Sebagai aktor senior, ia merasa regenerasi aktor sangat diperlukan. Tentunya bukan hanya soal penampilan tapi bagaimana mereka bisa mengetahui dasar dalam berakting. Ia paham bahwa teknologi memudahkan talenta baru hadir namun kemampuan seorang aktor juga harus diasah.

Tio Pakusadewo (Foto: Savic Rabos, DI: Raga/VOI)

“Bibit ini gak akan tumbuh kalau kita gak siram dengan baik. Kalau ada bunganya baru kita bisa taruh di etalase. Jadi kita melakukan pembimbingan dulu kelihatan hasil bunganya udah mekar baru kita taruh di etalase kan jadi yang melihat enak,” kata ayah tiga anak tersebut.

“Eranya seperti itu gapapa tapi memiliki follower banyak yang mudah tapi mempertahankan followers yang ada itu juga perlu skill. Kalau gak diasah kemampuan ya begitu gitu aja. Padahal kan harus bertumbuh,” katanya.

Dedikasinya untuk dunia akting juga semakin bertambah ketika ia menyebut adanya beasiswa untuk para anggota komunitas tersebut.

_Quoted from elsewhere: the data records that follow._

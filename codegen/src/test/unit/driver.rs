//! End-to-end emission of simple fusions.

use tilegen_dtype::{BinaryOp, CmpPredicate, DType, UnaryOp};
use tilegen_graph::{ElementwiseOp, GraphBuilder, Node, Opcode, Shape};

use crate::test::helpers::*;
use crate::{EmitterConfig, EmitterState, ErrorKind, FusionEmitter};

fn add_graph(n: i64, tile: i64) -> tilegen_graph::FusionGraph {
    let mut g = GraphBuilder::new("add");
    let c = g.computation("fused_add");
    let p0 = g.push(c, grid(param("p0", 0, DType::Float32, &[n]), &[tile]));
    let p1 = g.push(c, grid(param("p1", 1, DType::Float32, &[n]), &[tile]));
    let add = g.push(c, grid(binary("add", BinaryOp::Add, DType::Float32, &[n], p0, p1), &[tile]));
    g.set_roots(c, [add]);
    g.finish(c).expect("valid graph")
}

#[test]
fn test_elementwise_add_over_grid() {
    let kernel = emit(&add_graph(40, 16)).expect("emission failed");

    let a = iota_tensor(&[40]);
    let b = a.mapv(|x| 100.0 - x);
    let out = run_kernel(&kernel, 3, &[a.clone(), b.clone()], -1.0);

    assert_eq!(out[0], &a + &b);
    assert!(kernel.text.contains("xtile.extract"), "Missing tile load:\n{}", kernel.text);
    assert!(kernel.text.contains("xtile.insert"), "Missing tile store:\n{}", kernel.text);
}

#[test]
fn test_emission_is_deterministic() {
    let first = emit(&add_graph(40, 16)).expect("emission failed");
    let second = emit(&add_graph(40, 16)).expect("emission failed");

    assert_eq!(first.text, second.text);
    assert_eq!(first.program, second.program);
}

#[test]
fn test_signature_lists_parameters_then_outputs() {
    let kernel = emit(&add_graph(40, 16)).expect("emission failed");

    let names: Vec<_> = kernel.args.iter().map(|a| (a.name.as_str(), a.is_output)).collect();
    assert_eq!(names, vec![("p0", false), ("p1", false), ("add", true)]);
    assert_eq!(kernel.inputs().count(), 2);
    assert_eq!(kernel.outputs().next().map(|a| a.shape.clone()), Some(vec![40]));
    assert!(kernel.text.starts_with("func.func @add("), "Unexpected header:\n{}", kernel.text);
}

#[test]
fn test_boolean_results_are_stored_as_bytes() {
    let mut g = GraphBuilder::new("less");
    let c = g.computation("less");
    let p0 = g.push(c, param("p0", 0, DType::Float32, &[8]));
    let p1 = g.push(c, param("p1", 1, DType::Float32, &[8]));
    let cmp = Node::new(
        "lt",
        Opcode::Elementwise(ElementwiseOp::Compare(CmpPredicate::Lt)),
        DType::Bool,
        Shape::new([8]),
        [p0, p1],
    );
    let lt = g.push(c, cmp);
    g.set_roots(c, [lt]);
    let kernel = emit(&g.finish(c).expect("valid graph")).expect("emission failed");

    assert_eq!(kernel.outputs().next().map(|a| a.dtype), Some(DType::Int8));

    let a = iota_tensor(&[8]);
    let b = tensor(&[8], vec![4.0; 8]);
    let out = run_kernel(&kernel, 1, &[a, b], 0.0);
    assert_eq!(out[0], tensor(&[8], vec![1.0, 1.0, 1.0, 1.0, 0.0, 0.0, 0.0, 0.0]));
}

#[test]
fn test_boolean_parameters_are_loaded_from_bytes() {
    let mut g = GraphBuilder::new("not");
    let c = g.computation("not");
    let p0 = g.push(c, param("p0", 0, DType::Bool, &[4]));
    let not = g.push(c, unary("not", UnaryOp::Not, DType::Bool, &[4], p0));
    g.set_roots(c, [not]);
    let kernel = emit(&g.finish(c).expect("valid graph")).expect("emission failed");

    assert_eq!(kernel.inputs().next().map(|a| a.dtype), Some(DType::Int8));
    assert!(kernel.text.contains("arith.cast"), "Missing storage conversion:\n{}", kernel.text);
}

#[test]
fn test_scalar_root_uses_tensor_insert() {
    let mut g = GraphBuilder::new("neg");
    let c = g.computation("neg");
    let p0 = g.push(c, param("p0", 0, DType::Float32, &[]));
    let neg = g.push(c, unary("neg", UnaryOp::Neg, DType::Float32, &[], p0));
    g.set_roots(c, [neg]);
    let kernel = emit(&g.finish(c).expect("valid graph")).expect("emission failed");

    assert!(kernel.text.contains("tensor.extract"), "Missing scalar load:\n{}", kernel.text);
    assert!(kernel.text.contains("tensor.insert"), "Missing scalar store:\n{}", kernel.text);
    let out = run_kernel(&kernel, 1, &[tensor(&[], vec![2.5])], 0.0);
    assert_eq!(out[0], tensor(&[], vec![-2.5]));
}

#[test]
fn test_multiple_roots_get_one_output_each() {
    let mut g = GraphBuilder::new("two");
    let c = g.computation("two");
    let p0 = g.push(c, param("p0", 0, DType::Float32, &[4]));
    let neg = g.push(c, unary("neg", UnaryOp::Neg, DType::Float32, &[4], p0));
    let abs = g.push(c, unary("abs", UnaryOp::Abs, DType::Float32, &[4], neg));
    g.set_roots(c, [neg, abs]);
    let kernel = emit(&g.finish(c).expect("valid graph")).expect("emission failed");

    let input = tensor(&[4], vec![1.0, -2.0, 3.0, -4.0]);
    let out = run_kernel(&kernel, 1, &[input.clone()], 0.0);
    assert_eq!(out[0], input.mapv(|x| -x));
    assert_eq!(out[1], input.mapv(f64::abs));
}

#[test]
fn test_kernel_name_override() {
    let config = EmitterConfig::builder().kernel_name("triton_add".to_string()).build();
    let kernel = crate::emit_fusion(&add_graph(16, 16), &config).expect("emission failed");

    assert_eq!(kernel.name, "triton_add");
    assert!(kernel.text.starts_with("func.func @triton_add("));
}

#[test]
fn test_state_advances_to_verified() {
    let graph = add_graph(32, 16);
    let mut emitter = FusionEmitter::new(&graph, EmitterConfig::default());
    assert_eq!(emitter.state(), EmitterState::Uninitialized);

    emitter.emit().expect("emission failed");
    assert_eq!(emitter.state(), EmitterState::Verified);

    let again = emitter.emit().expect_err("second emission must fail");
    assert_eq!(again.kind(), ErrorKind::Internal);
}

#[test]
fn test_entry_parameters_must_be_contiguous() {
    let mut g = GraphBuilder::new("gap");
    let c = g.computation("gap");
    let p0 = g.push(c, param("p0", 0, DType::Float32, &[4]));
    let p2 = g.push(c, param("p2", 2, DType::Float32, &[4]));
    let add = g.push(c, binary("add", BinaryOp::Add, DType::Float32, &[4], p0, p2));
    g.set_roots(c, [add]);

    let err = emit(&g.finish(c).expect("valid graph")).expect_err("gap in parameter numbers");
    assert_eq!(err.kind(), ErrorKind::Precondition);
}
//! Interpreter semantics.

use ndarray::{ArrayD, IxDyn, array};

use crate::{BinaryOp, Builder, ConstValue, DType, Interpreter, Program, Tensor, Type};

fn tensor(shape: &[usize], data: Vec<f64>) -> Tensor {
    ArrayD::from_shape_vec(IxDyn(shape), data).unwrap()
}

/// Copy kernel over a 1-D tensor of `n` elements in tiles of `tile`.
pub(crate) fn copy_kernel(n: i64, tile: i64) -> Program {
    let ty = Type::tensor([n], DType::Float32);
    let mut b = Builder::new("copy", vec![ty.clone(), ty.clone()], vec![ty]);
    let (src, dst) = (b.args()[0], b.args()[1]);
    let pid = b.program_id(0);
    let pid = b.cast(pid, DType::Index);
    let size = b.index_const(tile);
    let offset = b.mul(pid, size).unwrap();
    let one = b.index_const(1);
    let t = b.extract(src, &[offset], &[one], &[tile], &[0]).unwrap();
    let stored = b.insert(t, dst, &[offset], &[one], &[0]).unwrap();
    b.return_(&[stored]).unwrap();
    b.finish()
}

#[test]
fn grid_copy_drops_out_of_bounds_writes() {
    let program = copy_kernel(40, 16);
    let input = tensor(&[40], (0..40).map(f64::from).collect());
    let out = Interpreter::new()
        .with_oob_fill(-1.0)
        .run_grid(&program, 3, &[input.clone()], vec![ArrayD::zeros(IxDyn(&[40]))])
        .unwrap();
    assert_eq!(out[0], input);
}

#[test]
fn out_of_bounds_reads_use_fill() {
    let ty = Type::tensor([5], DType::Float32);
    let mut b = Builder::new("pad", vec![ty], vec![Type::tensor([8], DType::Float32)]);
    let src = b.args()[0];
    let (zero, one) = (b.index_const(0), b.index_const(1));
    let t = b.extract(src, &[zero], &[one], &[8], &[0]).unwrap();
    b.return_(&[t]).unwrap();

    let input = tensor(&[5], vec![1.0, 2.0, 3.0, 4.0, 5.0]);
    let out = Interpreter::new().with_oob_fill(99.0).run(&b.finish(), 0, &[input]).unwrap();
    assert_eq!(out[0], tensor(&[8], vec![1.0, 2.0, 3.0, 4.0, 5.0, 99.0, 99.0, 99.0]));
}

#[test]
fn loop_carries_values() {
    let mut b = Builder::new("sum", vec![], vec![Type::Scalar(DType::Int64)]);
    let (lo, hi, step) = (b.i64_const(0), b.i64_const(5), b.i64_const(1));
    let init = b.i64_const(0);
    let lp = b.for_loop(lo, hi, step, &[init]).unwrap();
    {
        let mut body = b.enter(lp.body);
        let next = body.add(lp.carried[0], lp.induction_var).unwrap();
        body.yield_(&[next]).unwrap();
    }
    b.return_(&[lp.results[0]]).unwrap();

    let out = Interpreter::new().run(&b.finish(), 0, &[]).unwrap();
    assert_eq!(out[0].iter().next().copied(), Some(10.0));
}

#[test]
fn reduce_applies_combiner_per_lane() {
    let ty = Type::tensor([2, 3], DType::Float32);
    let mut b = Builder::new("rowmax", vec![ty.clone()], vec![Type::tensor([2], DType::Float32)]);
    let src = b.args()[0];
    let (zero, one) = (b.index_const(0), b.index_const(1));
    let t = b.extract(src, &[zero, zero], &[one, one], &[2, 3], &[1, 0]).unwrap();
    let red = b.reduce(t, 1).unwrap();
    {
        let mut body = b.enter(red.body);
        let m = body.binary(BinaryOp::Max, red.lhs, red.rhs).unwrap();
        body.reduce_return(m).unwrap();
    }
    b.return_(&[red.result]).unwrap();

    let input = tensor(&[2, 3], vec![1.0, 7.0, 3.0, -4.0, -2.0, -9.0]);
    let out = Interpreter::new().run(&b.finish(), 0, &[input]).unwrap();
    assert_eq!(out[0], tensor(&[2], vec![7.0, -2.0]));
}

#[test]
fn dot_accumulates() {
    let mut b = Builder::new("mm", vec![Type::tensor([2, 2], DType::Float32); 2], vec![Type::tensor([2, 2], DType::Float32)]);
    let (l, r) = (b.args()[0], b.args()[1]);
    let (zero, one) = (b.index_const(0), b.index_const(1));
    let lt = b.extract(l, &[zero, zero], &[one, one], &[2, 2], &[1, 0]).unwrap();
    let rt = b.extract(r, &[zero, zero], &[one, one], &[2, 2], &[1, 0]).unwrap();
    let acc = b.constant_tile(ConstValue::Float(1.0), DType::Float32, &[2, 2]);
    let d = b.dot(lt, rt, acc).unwrap();
    b.return_(&[d]).unwrap();

    let lhs = array![[1.0, 2.0], [3.0, 4.0]].into_dyn();
    let rhs = array![[5.0, 6.0], [7.0, 8.0]].into_dyn();
    let out = Interpreter::new().run(&b.finish(), 0, &[lhs, rhs]).unwrap();
    assert_eq!(out[0], array![[20.0, 23.0], [44.0, 51.0]].into_dyn());
}

#[test]
fn casts_wrap_to_target_width() {
    let mut b = Builder::new("narrow", vec![], vec![Type::Scalar(DType::Int8), Type::Scalar(DType::Bool)]);
    let x = b.i32_const(300);
    let narrowed = b.cast(x, DType::Int8);
    let flag = b.cast(x, DType::Bool);
    b.return_(&[narrowed, flag]).unwrap();

    let out = Interpreter::new().run(&b.finish(), 0, &[]).unwrap();
    assert_eq!(out[0].iter().next().copied(), Some(44.0));
    assert_eq!(out[1].iter().next().copied(), Some(1.0));
}

#[test]
fn trans_and_reshape_follow_row_major_order() {
    let mut b = Builder::new("perm", vec![Type::tensor([2, 3], DType::Int32)], vec![Type::tensor([6], DType::Int32)]);
    let src = b.args()[0];
    let (zero, one) = (b.index_const(0), b.index_const(1));
    let t = b.extract(src, &[zero, zero], &[one, one], &[2, 3], &[1, 0]).unwrap();
    let t = b.trans(t, &[1, 0]).unwrap();
    let flat = b.reshape(t, &[6], false).unwrap();
    b.return_(&[flat]).unwrap();

    let input = tensor(&[2, 3], vec![0.0, 1.0, 2.0, 3.0, 4.0, 5.0]);
    let out = Interpreter::new().run(&b.finish(), 0, &[input]).unwrap();
    assert_eq!(out[0], tensor(&[6], vec![0.0, 3.0, 1.0, 4.0, 2.0, 5.0]));
}

#[test]
fn argument_shapes_are_checked() {
    let program = copy_kernel(8, 8);
    let bad = tensor(&[4], vec![0.0; 4]);
    assert!(Interpreter::new().run(&program, 0, &[bad.clone(), bad]).is_err());
}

Hal itu digunakan untuk memperluas jaringan sekaligus menambah kesempatan untuk para anggota agar bisa berkarier.

“Di advance class kalau ada aktor yang mempunyai kelebihan khusus, kita support beasiswa seperti bukain pintu jalur itu bisa dimanfaatkan dengan baik kembali lagi ke pelakunya,” kata Tio Pakusadewo.